Robosuite: Standardized Manipulation Benchmarks on MuJoCo
Built by the ARISE Initiative (Stanford, UT Austin, ASU), Robosuite is the most widely cited manipulation benchmark in robot learning. It ships 9 core tabletop tasks on MuJoCo, drop-in support for Mobile ALOHA and robomimic, controller abstractions from joint-torque to operational-space, and an MIT license that makes it the default choice for lab-wide imitation-learning pipelines.
What is Robosuite?
Robosuite is an open-source modular simulation framework and benchmark for robot manipulation learning, originally introduced in the Surreal project at Stanford and later developed by the ARISE Initiative — a joint effort by Stanford, UT Austin, and Arizona State University. Released in 2018 and continuously maintained since, it is the most widely cited benchmark in published imitation-learning and offline-RL manipulation papers.

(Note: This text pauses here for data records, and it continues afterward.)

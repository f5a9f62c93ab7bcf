//! The closed scalar value set carried through queries, parameters and rows.
//!
//! Every value that enters a query or comes back in a result row is one of
//! the [`Value`] variants. Keeping the set closed means rendering, hashing
//! and decoding are total over it; anything an engine cannot represent is
//! rejected with [`QuarryError::Unmapped`] when the value is first mapped,
//! never at statement time.

use chrono::{DateTime, Utc};
use std::hash::{Hash, Hasher};

use crate::error::{QuarryError, QuarryResult};

/// A scalar value in a query or a result row.
#[derive(Debug, Clone)]
pub enum Value {
    Null,
    Bool(bool),
    Int(i64),
    Float(f64),
    Text(String),
    Bytes(Vec<u8>),
    Timestamp(DateTime<Utc>),
}

impl Value {
    pub fn is_null(&self) -> bool {
        matches!(self, Value::Null)
    }

    /// True for `Null` and for empty text, the two shapes a key column
    /// must never have.
    pub fn is_null_or_empty(&self) -> bool {
        match self {
            Value::Null => true,
            Value::Text(s) => s.is_empty(),
            _ => false,
        }
    }

    /// Render the value as a standalone SQL literal, for the display
    /// rendering of a query. Text is single-quoted with `'` doubled.
    pub fn sql_literal(&self) -> String {
        match self {
            Value::Null => "NULL".to_string(),
            Value::Bool(true) => "TRUE".to_string(),
            Value::Bool(false) => "FALSE".to_string(),
            Value::Int(i) => i.to_string(),
            Value::Float(f) => f.to_string(),
            Value::Text(s) => format!("'{}'", s.replace('\'', "''")),
            Value::Bytes(b) => {
                let mut out = String::with_capacity(b.len() * 2 + 3);
                out.push_str("X'");
                for byte in b {
                    out.push_str(&format!("{byte:02X}"));
                }
                out.push('\'');
                out
            }
            Value::Timestamp(t) => format!("'{}'", t.to_rfc3339()),
        }
    }

    /// Render the value as raw SQL text. Text passes through unquoted,
    /// which is what an unescaped parameter means: the caller vouches for
    /// the fragment (`NOW()`, `count + 1`).
    pub fn raw_text(&self) -> String {
        match self {
            Value::Text(s) => s.clone(),
            other => other.sql_literal(),
        }
    }

    /// Interpret the value as a keyset key. Integers pass through, text
    /// is parsed; anything else is not a usable key.
    pub fn as_key_i64(&self) -> Option<i64> {
        match self {
            Value::Int(i) => Some(*i),
            Value::Text(s) => s.parse().ok(),
            _ => None,
        }
    }

    /// The data kind this value belongs to. `Null` carries no kind.
    pub fn data_kind(&self) -> QuarryResult<DataKind> {
        match self {
            Value::Null => Err(QuarryError::unmapped("NULL value")),
            Value::Bool(_) => Ok(DataKind::Boolean),
            Value::Int(_) => Ok(DataKind::Integer),
            Value::Float(_) => Ok(DataKind::Float),
            Value::Text(_) => Ok(DataKind::Text),
            Value::Bytes(_) => Ok(DataKind::Binary),
            Value::Timestamp(_) => Ok(DataKind::Timestamp),
        }
    }
}

// Floats compare and hash by bit pattern so Value can key a HashMap.
impl PartialEq for Value {
    fn eq(&self, other: &Self) -> bool {
        match (self, other) {
            (Value::Null, Value::Null) => true,
            (Value::Bool(a), Value::Bool(b)) => a == b,
            (Value::Int(a), Value::Int(b)) => a == b,
            (Value::Float(a), Value::Float(b)) => a.to_bits() == b.to_bits(),
            (Value::Text(a), Value::Text(b)) => a == b,
            (Value::Bytes(a), Value::Bytes(b)) => a == b,
            (Value::Timestamp(a), Value::Timestamp(b)) => a == b,
            _ => false,
        }
    }
}

impl Eq for Value {}

impl Hash for Value {
    fn hash<H: Hasher>(&self, state: &mut H) {
        core::mem::discriminant(self).hash(state);
        match self {
            Value::Null => {}
            Value::Bool(b) => b.hash(state),
            Value::Int(i) => i.hash(state),
            Value::Float(f) => f.to_bits().hash(state),
            Value::Text(s) => s.hash(state),
            Value::Bytes(b) => b.hash(state),
            Value::Timestamp(t) => t.hash(state),
        }
    }
}

impl From<bool> for Value {
    fn from(v: bool) -> Self {
        Value::Bool(v)
    }
}

impl From<i16> for Value {
    fn from(v: i16) -> Self {
        Value::Int(v as i64)
    }
}

impl From<i32> for Value {
    fn from(v: i32) -> Self {
        Value::Int(v as i64)
    }
}

impl From<i64> for Value {
    fn from(v: i64) -> Self {
        Value::Int(v)
    }
}

impl From<u32> for Value {
    fn from(v: u32) -> Self {
        Value::Int(v as i64)
    }
}

impl From<f32> for Value {
    fn from(v: f32) -> Self {
        Value::Float(v as f64)
    }
}

impl From<f64> for Value {
    fn from(v: f64) -> Self {
        Value::Float(v)
    }
}

impl From<&str> for Value {
    fn from(v: &str) -> Self {
        Value::Text(v.to_string())
    }
}

impl From<String> for Value {
    fn from(v: String) -> Self {
        Value::Text(v)
    }
}

impl From<Vec<u8>> for Value {
    fn from(v: Vec<u8>) -> Self {
        Value::Bytes(v)
    }
}

impl From<DateTime<Utc>> for Value {
    fn from(v: DateTime<Utc>) -> Self {
        Value::Timestamp(v)
    }
}

impl<T> From<Option<T>> for Value
where
    T: Into<Value>,
{
    fn from(v: Option<T>) -> Self {
        match v {
            Some(inner) => inner.into(),
            None => Value::Null,
        }
    }
}

/// Engine-independent column data kinds, used by CREATE statements and
/// dialect type mapping.
#[derive(Debug, Clone, Copy, PartialEq, Eq, Hash)]
pub enum DataKind {
    Boolean,
    Integer,
    Float,
    Text,
    Binary,
    Timestamp,
}

/// Decode a [`Value`] into a concrete Rust type.
///
/// Plain types decode `Null` to their zero value; wrap in `Option` to
/// observe nullability.
pub trait FromValue: Sized {
    fn from_value(value: &Value) -> QuarryResult<Self>;
}

impl FromValue for i64 {
    fn from_value(value: &Value) -> QuarryResult<Self> {
        match value {
            Value::Null => Ok(0),
            Value::Int(i) => Ok(*i),
            Value::Text(s) => s
                .parse()
                .map_err(|_| QuarryError::decode("", format!("cannot parse '{s}' as integer"))),
            other => Err(QuarryError::decode("", format!("expected integer, got {other:?}"))),
        }
    }
}

impl FromValue for i32 {
    fn from_value(value: &Value) -> QuarryResult<Self> {
        let wide = i64::from_value(value)?;
        i32::try_from(wide)
            .map_err(|_| QuarryError::decode("", format!("{wide} out of range for i32")))
    }
}

impl FromValue for u64 {
    fn from_value(value: &Value) -> QuarryResult<Self> {
        let wide = i64::from_value(value)?;
        u64::try_from(wide)
            .map_err(|_| QuarryError::decode("", format!("{wide} out of range for u64")))
    }
}

impl FromValue for f64 {
    fn from_value(value: &Value) -> QuarryResult<Self> {
        match value {
            Value::Null => Ok(0.0),
            Value::Float(f) => Ok(*f),
            Value::Int(i) => Ok(*i as f64),
            other => Err(QuarryError::decode("", format!("expected float, got {other:?}"))),
        }
    }
}

impl FromValue for bool {
    fn from_value(value: &Value) -> QuarryResult<Self> {
        match value {
            Value::Null => Ok(false),
            Value::Bool(b) => Ok(*b),
            Value::Int(i) => Ok(*i != 0),
            other => Err(QuarryError::decode("", format!("expected boolean, got {other:?}"))),
        }
    }
}

impl FromValue for String {
    fn from_value(value: &Value) -> QuarryResult<Self> {
        match value {
            Value::Null => Ok(String::new()),
            Value::Text(s) => Ok(s.clone()),
            Value::Int(i) => Ok(i.to_string()),
            Value::Float(f) => Ok(f.to_string()),
            Value::Bool(b) => Ok(b.to_string()),
            other => Err(QuarryError::decode("", format!("expected text, got {other:?}"))),
        }
    }
}

impl FromValue for DateTime<Utc> {
    fn from_value(value: &Value) -> QuarryResult<Self> {
        match value {
            Value::Timestamp(t) => Ok(*t),
            other => Err(QuarryError::decode("", format!("expected timestamp, got {other:?}"))),
        }
    }
}

impl FromValue for Vec<u8> {
    fn from_value(value: &Value) -> QuarryResult<Self> {
        match value {
            Value::Null => Ok(Vec::new()),
            Value::Bytes(b) => Ok(b.clone()),
            other => Err(QuarryError::decode("", format!("expected bytes, got {other:?}"))),
        }
    }
}

impl FromValue for Value {
    fn from_value(value: &Value) -> QuarryResult<Self> {
        Ok(value.clone())
    }
}

impl<T> FromValue for Option<T>
where
    T: FromValue,
{
    fn from_value(value: &Value) -> QuarryResult<Self> {
        match value {
            Value::Null => Ok(None),
            other => T::from_value(other).map(Some),
        }
    }
}

/// Enum values stored by text label rather than ordinal.
///
/// A column holding `"NEGATIVE"` round-trips through the enum and comes
/// back out as `"NEGATIVE"`; the numeric discriminant never reaches SQL.
pub trait EnumLabel: Sized {
    fn label(&self) -> &'static str;
    fn from_label(label: &str) -> Option<Self>;
}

The framework sits on top of MuJoCo and adds three things that plain MuJoCo does not give you: a standardized task interface with reward functions, success criteria, and reset logic; a robot abstraction layer that lets the same task run on a Franka, Sawyer, UR5e, Kinova, IIWA, Jaco, or the Mobile ALOHA bimanual platform with a single argument change; and a controller abstraction layer that exposes joint-torque, joint-position, operational-space, and inverse-kinematics control under a unified API. Together, these abstractions make Robosuite the natural environment for training imitation-learning policies that need to generalize across robot embodiments.
Robosuite's tight integration with robomimic — the ARISE Initiative's companion library for imitation learning — is one of its defining features. Robomimic provides BC, BC-RNN, BC-Transformer, IQL, and CQL baselines with reference checkpoints on all core Robosuite tasks, and the two libraries are designed to hand data and configs back and forth cleanly. Diffusion Policy, ACT, and many VLA evaluation papers use Robosuite-robomimic as their default benchmarking stack.
Installation Quickstart
Robosuite installs in under two minutes. The framework pulls MuJoCo automatically as a dependency, so a single pip install produces a working setup:
# Install Robosuite (MuJoCo is pulled as a dependency)
pip install robosuite
# Verify installation with a random-action rollout on Lift
python -c "import robosuite as suite; \
env = suite.make('Lift', robots='Panda', has_renderer=False); \
obs = env.reset(); \
for _ in range(100): obs, r, done, info = env.step(env.action_spec[0] * 0); \
print('Robosuite ready, reward:', r)"
For imitation learning, add robomimic and the demonstration datasets from the ARISE hub. A complete Robosuite + robomimic workflow — collect demos, train BC-Transformer, evaluate — takes three commands:
pip install robomimic
# Download 200 human demonstrations for the Square peg task
python -m robomimic.scripts.download_datasets --tasks square
# Train BC-Transformer on those demos (~30 min on an RTX 4090)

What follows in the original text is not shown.